愛真が退院してから半月が経ち、完全回復した愛真の快気祝いとバンドの結成祝いを兼ね、集まった今日。
バンドとして初めてのセッションを迎え、骨折した胸のコルセットが、ようやく取れたばかりの愛真の身体を考え、一曲だけにしたものの、誰もが興奮と僅かな緊張を抱いて、愛真の家の地下、正面の壁がマジックミラー張りになったスタジオに、顔を揃えたのだ。
と、それまでただ静かに目を閉じ、四人の奏でる音に乗り、漂っていた愛真が、ゆっくりと目を開けた。
それと共に開かれた唇から零れたのは、
「夕暮れの公園 独り 取り残された子供」
澄んだ低めのアルト。曲は、愛真と成矢が共同で作詞作曲した、バンドオリジナル『Cry for the moon』。
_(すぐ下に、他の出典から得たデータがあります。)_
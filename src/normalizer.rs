use crate::models::{
    AddressHistoryEntry, Demographics, IdentityAddress, IdentityEmail, IdentityName,
    IdentityPhone, IdentitySection, NormalizedIdentity,
};
use serde_json::Value;

/// Maps a raw provider payload into the fixed [`NormalizedIdentity`] schema.
///
/// Pure mapping, no I/O. Every field prefers the source value when present and
/// non-null, and otherwise falls back to the documented default — empty
/// string, empty list, `false`, zero, or `"primary"`/`"personal"` for type
/// fields. A payload missing the `output.identity` or `output.demographics`
/// sections (or any nesting level in between) produces the corresponding
/// default shape instead of an error, and wrong-typed fields degrade the same
/// way. List order follows the payload.
///
/// The confidence label is left at its default; callers score the result with
/// [`crate::confidence::score`].
pub fn normalize(raw: &Value) -> NormalizedIdentity {
    let identity = raw.get("output").and_then(|o| o.get("identity"));
    let demographics = raw.get("output").and_then(|o| o.get("demographics"));

    NormalizedIdentity {
        is_match: raw.get("match").and_then(Value::as_bool).unwrap_or(false),
        request_id: text(raw, "requestId"),
        request_date: text(raw, "requestDate"),
        credits: raw.get("credits").and_then(Value::as_i64).unwrap_or(0),
        identity: identity.map(normalize_identity).unwrap_or_default(),
        demographics: demographics.map(normalize_demographics).unwrap_or_default(),
        match_confidence: Default::default(),
    }
}

fn normalize_identity(identity: &Value) -> IdentitySection {
    IdentitySection {
        names: items(identity, "names")
            .iter()
            .map(|name| IdentityName {
                first_name: text(name, "firstName"),
                last_name: text(name, "lastName"),
                full_name: text(name, "fullName"),
                name_type: text_or(name, "type", "primary"),
                last_seen: text(name, "lastSeen"),
            })
            .collect(),
        address: identity
            .get("address")
            .map(normalize_address)
            .unwrap_or_default(),
        address_history: items(identity, "addressHistory")
            .iter()
            .map(|addr| AddressHistoryEntry {
                formatted_address: text(addr, "formattedAddress"),
                last_seen: text(addr, "lastSeen"),
            })
            .collect(),
        phones: items(identity, "phones")
            .iter()
            .map(|phone| IdentityPhone {
                number: text(phone, "phone"),
                phone_type: text(phone, "phoneType"),
                is_connected: phone
                    .get("isConnected")
                    .and_then(Value::as_bool)
                    .unwrap_or(false),
                last_seen: text(phone, "lastSeen"),
            })
            .collect(),
        emails: items(identity, "emails")
            .iter()
            .map(|email| IdentityEmail {
                email: text(email, "email"),
                email_type: text_or(email, "emailType", "personal"),
            })
            .collect(),
    }
}

fn normalize_address(addr: &Value) -> IdentityAddress {
    IdentityAddress {
        formatted_address: text(addr, "formattedAddress"),
        street: compose_street(addr),
        city: text(addr, "city"),
        state: text(addr, "state"),
        zip: text(addr, "zip"),
        last_seen: text(addr, "lastSeen"),
    }
}

fn normalize_demographics(demo: &Value) -> Demographics {
    Demographics {
        age: scalar_text(demo, "age"),
        gender: text(demo, "gender"),
        dob: text(demo, "dob"),
    }
}

/// Re-composes the street line from the provider's component tokens,
/// collapsing runs of whitespace left by absent pieces.
fn compose_street(addr: &Value) -> String {
    let tokens = [
        text(addr, "house"),
        text(addr, "preDir"),
        text(addr, "street"),
        text(addr, "postDir"),
        text(addr, "strType"),
    ];

    tokens
        .join(" ")
        .split_whitespace()
        .collect::<Vec<_>>()
        .join(" ")
}

// ---- optional nested accessors ----
//
// The provider payload is loosely typed; these helpers fold absence, null,
// and wrong types into the schema defaults so the mapping above stays free
// of presence checks.

fn text(value: &Value, key: &str) -> String {
    value
        .get(key)
        .and_then(Value::as_str)
        .unwrap_or("")
        .to_string()
}

fn text_or(value: &Value, key: &str, default: &str) -> String {
    match value.get(key).and_then(Value::as_str) {
        Some(s) if !s.is_empty() => s.to_string(),
        _ => default.to_string(),
    }
}

/// Like [`text`], but also stringifies numeric values. Some providers report
/// `age` as a number.
fn scalar_text(value: &Value, key: &str) -> String {
    match value.get(key) {
        Some(Value::String(s)) => s.clone(),
        Some(Value::Number(n)) => n.to_string(),
        _ => String::new(),
    }
}

fn items<'a>(value: &'a Value, key: &str) -> &'a [Value] {
    value
        .get(key)
        .and_then(Value::as_array)
        .map(Vec::as_slice)
        .unwrap_or(&[])
}

#[cfg(test)]
mod tests {
    use super::*;
    use serde_json::json;

    #[test]
    fn test_street_composition_collapses_whitespace() {
        let addr = json!({
            "house": "123",
            "street": "Main",
            "strType": "St"
        });
        assert_eq!(compose_street(&addr), "123 Main St");
    }

    #[test]
    fn test_street_composition_with_directionals() {
        let addr = json!({
            "house": "456",
            "preDir": "N",
            "street": "Lamar",
            "postDir": "SB",
            "strType": "Blvd"
        });
        assert_eq!(compose_street(&addr), "456 N Lamar SB Blvd");
    }

    #[test]
    fn test_street_composition_all_absent() {
        assert_eq!(compose_street(&json!({})), "");
    }

    #[test]
    fn test_scalar_text_accepts_numbers() {
        let demo = json!({"age": 42});
        assert_eq!(scalar_text(&demo, "age"), "42");

        let demo = json!({"age": "42"});
        assert_eq!(scalar_text(&demo, "age"), "42");

        let demo = json!({"age": null});
        assert_eq!(scalar_text(&demo, "age"), "");
    }

    #[test]
    fn test_wrong_typed_fields_degrade_to_defaults() {
        let raw = json!({
            "match": "yes",
            "credits": "three",
            "output": {
                "identity": {
                    "names": "not a list",
                    "phones": [{"phone": 5551234567u64, "isConnected": "true"}]
                }
            }
        });

        let record = normalize(&raw);
        assert!(!record.is_match);
        assert_eq!(record.credits, 0);
        assert!(record.identity.names.is_empty());
        assert_eq!(record.identity.phones.len(), 1);
        assert_eq!(record.identity.phones[0].number, "");
        assert!(!record.identity.phones[0].is_connected);
    }
}
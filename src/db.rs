use sqlx::{
    sqlite::{SqliteConnectOptions, SqlitePoolOptions},
    SqlitePool,
};
use std::str::FromStr;

pub struct Database {
    pub pool: SqlitePool,
}

impl Database {
    pub async fn new(database_url: &str) -> anyhow::Result<Self> {
        let options = SqliteConnectOptions::from_str(database_url)?.create_if_missing(true);

        let pool = SqlitePoolOptions::new()
            .max_connections(10)
            .connect_with(options)
            .await?;

        sqlx::query("SELECT 1").execute(&pool).await?;

        Ok(Self { pool })
    }
}
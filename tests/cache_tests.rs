/// Storage tests for the expiring key-value store, run against an in-memory
/// SQLite database
use serde_json::json;
use skip_trace_api::cache_storage::{CacheNamespace, CacheStorage};
use sqlx::sqlite::SqlitePoolOptions;
use sqlx::SqlitePool;

/// One connection only: every pooled connection to `sqlite::memory:` would
/// otherwise see its own empty database.
async fn test_pool() -> SqlitePool {
    SqlitePoolOptions::new()
        .max_connections(1)
        .connect("sqlite::memory:")
        .await
        .expect("in-memory sqlite")
}

async fn test_storage() -> (CacheStorage, SqlitePool) {
    let pool = test_pool().await;
    let storage = CacheStorage::new(pool.clone());
    storage.migrate().await.expect("migrate");
    (storage, pool)
}

#[tokio::test]
async fn test_set_then_get_returns_value() {
    let (storage, _pool) = test_storage().await;
    let value = json!({"match": true, "credits": 1});

    storage
        .set(CacheNamespace::SkipTrace, "key-1", &value, 3600)
        .await
        .unwrap();

    let fetched = storage.get(CacheNamespace::SkipTrace, "key-1").await.unwrap();
    assert_eq!(fetched, Some(value));
}

#[tokio::test]
async fn test_missing_key_is_absent() {
    let (storage, _pool) = test_storage().await;
    let fetched = storage
        .get(CacheNamespace::SkipTrace, "never-written")
        .await
        .unwrap();
    assert_eq!(fetched, None);
}

#[tokio::test]
async fn test_zero_ttl_is_already_expired() {
    let (storage, _pool) = test_storage().await;

    storage
        .set(CacheNamespace::SkipTrace, "key-1", &json!({"a": 1}), 0)
        .await
        .unwrap();

    let fetched = storage.get(CacheNamespace::SkipTrace, "key-1").await.unwrap();
    assert_eq!(fetched, None);
}

#[tokio::test]
async fn test_negative_ttl_is_already_expired() {
    let (storage, _pool) = test_storage().await;

    storage
        .set(CacheNamespace::SkipTrace, "key-1", &json!({"a": 1}), -60)
        .await
        .unwrap();

    let fetched = storage.get(CacheNamespace::SkipTrace, "key-1").await.unwrap();
    assert_eq!(fetched, None);
}

#[tokio::test]
async fn test_expired_key_stays_absent_until_overwritten() {
    let (storage, _pool) = test_storage().await;

    storage
        .set(CacheNamespace::SkipTrace, "key-1", &json!({"v": 1}), 0)
        .await
        .unwrap();

    // Repeated reads consistently report absence; the stale row is not
    // proactively deleted.
    for _ in 0..3 {
        let fetched = storage.get(CacheNamespace::SkipTrace, "key-1").await.unwrap();
        assert_eq!(fetched, None);
    }

    // The next successful write overwrites the stale row.
    storage
        .set(CacheNamespace::SkipTrace, "key-1", &json!({"v": 2}), 3600)
        .await
        .unwrap();
    let fetched = storage.get(CacheNamespace::SkipTrace, "key-1").await.unwrap();
    assert_eq!(fetched, Some(json!({"v": 2})));
}

#[tokio::test]
async fn test_overwrite_replaces_not_merges() {
    let (storage, _pool) = test_storage().await;

    storage
        .set(
            CacheNamespace::SkipTrace,
            "key-1",
            &json!({"v": 1, "only_in_first": true}),
            3600,
        )
        .await
        .unwrap();
    storage
        .set(CacheNamespace::SkipTrace, "key-1", &json!({"v": 2}), 3600)
        .await
        .unwrap();

    let fetched = storage.get(CacheNamespace::SkipTrace, "key-1").await.unwrap();
    assert_eq!(fetched, Some(json!({"v": 2})));
}

#[tokio::test]
async fn test_namespaces_never_collide() {
    let (storage, _pool) = test_storage().await;

    storage
        .set(CacheNamespace::SkipTrace, "shared-key", &json!("trace"), 3600)
        .await
        .unwrap();
    storage
        .set(
            CacheNamespace::PropertyDetail,
            "shared-key",
            &json!("detail"),
            3600,
        )
        .await
        .unwrap();

    assert_eq!(
        storage
            .get(CacheNamespace::SkipTrace, "shared-key")
            .await
            .unwrap(),
        Some(json!("trace"))
    );
    assert_eq!(
        storage
            .get(CacheNamespace::PropertyDetail, "shared-key")
            .await
            .unwrap(),
        Some(json!("detail"))
    );

    // Overwriting one namespace leaves the other untouched.
    storage
        .set(
            CacheNamespace::PropertyDetail,
            "shared-key",
            &json!("detail-2"),
            3600,
        )
        .await
        .unwrap();
    assert_eq!(
        storage
            .get(CacheNamespace::SkipTrace, "shared-key")
            .await
            .unwrap(),
        Some(json!("trace"))
    );
}

#[tokio::test]
async fn test_corrupted_value_reads_as_absent() {
    let (storage, pool) = test_storage().await;

    storage
        .set(CacheNamespace::SkipTrace, "key-1", &json!({"v": 1}), 3600)
        .await
        .unwrap();

    // Corrupt the stored row directly.
    sqlx::query("UPDATE cache SET value = 'not json {' WHERE key = ?1")
        .bind("key-1")
        .execute(&pool)
        .await
        .unwrap();

    let fetched = storage.get(CacheNamespace::SkipTrace, "key-1").await.unwrap();
    assert_eq!(fetched, None);

    // A fresh write recovers the key.
    storage
        .set(CacheNamespace::SkipTrace, "key-1", &json!({"v": 2}), 3600)
        .await
        .unwrap();
    assert_eq!(
        storage.get(CacheNamespace::SkipTrace, "key-1").await.unwrap(),
        Some(json!({"v": 2}))
    );
}

#[tokio::test]
async fn test_tampered_value_fails_integrity_check() {
    let (storage, pool) = test_storage().await;

    storage
        .set(CacheNamespace::SkipTrace, "key-1", &json!({"owner": "alice"}), 3600)
        .await
        .unwrap();

    // Valid JSON envelope, but the payload no longer matches its checksum.
    let row: (String,) = sqlx::query_as("SELECT value FROM cache WHERE key = ?1")
        .bind("key-1")
        .fetch_one(&pool)
        .await
        .unwrap();
    let tampered = row.0.replace("alice", "mallory");
    sqlx::query("UPDATE cache SET value = ?1 WHERE key = ?2")
        .bind(tampered)
        .bind("key-1")
        .execute(&pool)
        .await
        .unwrap();

    let fetched = storage.get(CacheNamespace::SkipTrace, "key-1").await.unwrap();
    assert_eq!(fetched, None);
}
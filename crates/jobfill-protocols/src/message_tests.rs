use super::*;
use crate::field::{ElementHandle, InputKind};

#[test]
fn test_analyze_request_parsing() {
    let request: ContentRequest =
        serde_json::from_str(r#"{"action": "ANALYZE_FORM", "isWorkday": true}"#).unwrap();
    match request {
        ContentRequest::AnalyzeForm { is_workday } => assert_eq!(is_workday, Some(true)),
        other => panic!("unexpected request: {:?}", other),
    }
}

#[test]
fn test_analyze_request_without_hint() {
    let request: ContentRequest = serde_json::from_str(r#"{"action": "ANALYZE_FORM"}"#).unwrap();
    assert!(matches!(request, ContentRequest::AnalyzeForm { is_workday: None }));
    assert_eq!(request.action(), "ANALYZE_FORM");
}

#[test]
fn test_autofill_request_parsing() {
    let json = serde_json::json!({
        "action": "AUTOFILL_FORM",
        "profile": {"personal": {"firstName": "Ada"}},
        "isWorkday": false
    });
    let request: ContentRequest = serde_json::from_value(json).unwrap();
    match request {
        ContentRequest::AutofillForm { profile, is_workday } => {
            assert_eq!(profile.personal.first_name.as_deref(), Some("Ada"));
            assert_eq!(is_workday, Some(false));
        }
        other => panic!("unexpected request: {:?}", other),
    }
}

#[test]
fn test_legacy_request_accepts_user_data() {
    let json = serde_json::json!({
        "action": "autofill",
        "userData": {"personal": {"email": "ada@x.com"}}
    });
    let request: ContentRequest = serde_json::from_value(json).unwrap();
    assert_eq!(request.action(), "autofill");
}

#[test]
fn test_unknown_action_rejected() {
    let result = serde_json::from_str::<ContentRequest>(r#"{"action": "CHECK_JOB_SITE"}"#);
    assert!(result.is_err());
}

#[test]
fn test_autofill_response_shape() {
    let json = serde_json::to_value(AutofillResponse::completed(3)).unwrap();
    assert_eq!(json, serde_json::json!({"success": true, "fieldsFilledCount": 3}));

    let failed = AutofillResponse::failed("Page unloaded");
    assert!(!failed.success);
    assert_eq!(failed.fields_filled_count, 0);
}

#[test]
fn test_legacy_response_from_count() {
    let filled = LegacyAutofillResponse::from_count(2);
    assert!(filled.success);
    assert_eq!(filled.message.as_deref(), Some("Filled 2 fields"));

    let none = LegacyAutofillResponse::from_count(0);
    assert!(!none.success);
    assert_eq!(none.error.as_deref(), Some("No matching fields found"));
}

#[test]
fn test_content_response_untagged_parsing() {
    let mut field = FieldDescriptor::new(InputKind::Text, ElementHandle::new(1, 5));
    field.name = "first_name".to_string();
    let analyze = ContentResponse::Analyze(AnalyzeResponse { fields: vec![field] });
    let json = serde_json::to_string(&analyze).unwrap();
    let back: ContentResponse = serde_json::from_str(&json).unwrap();
    assert!(matches!(back, ContentResponse::Analyze(ref r) if r.fields.len() == 1));

    let autofill: ContentResponse =
        serde_json::from_str(r#"{"success": true, "fieldsFilledCount": 0}"#).unwrap();
    assert!(matches!(autofill, ContentResponse::Autofill(_)));

    let legacy: ContentResponse =
        serde_json::from_str(r#"{"success": false, "error": "No matching fields found"}"#)
            .unwrap();
    assert!(matches!(legacy, ContentResponse::Legacy(_)));
}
愛真の意志を汲み、バンドの名前は『Black・Angel』略してB・Aに決めた。
この曲はB・Aとして初めて作った曲で、完成したのは一週間前、正式に愛真の声を乗せるのも初めてだった。
しかし愛真は、もう何度も歌い込んでいる曲のように、滑らかに、愛しそうに歌う。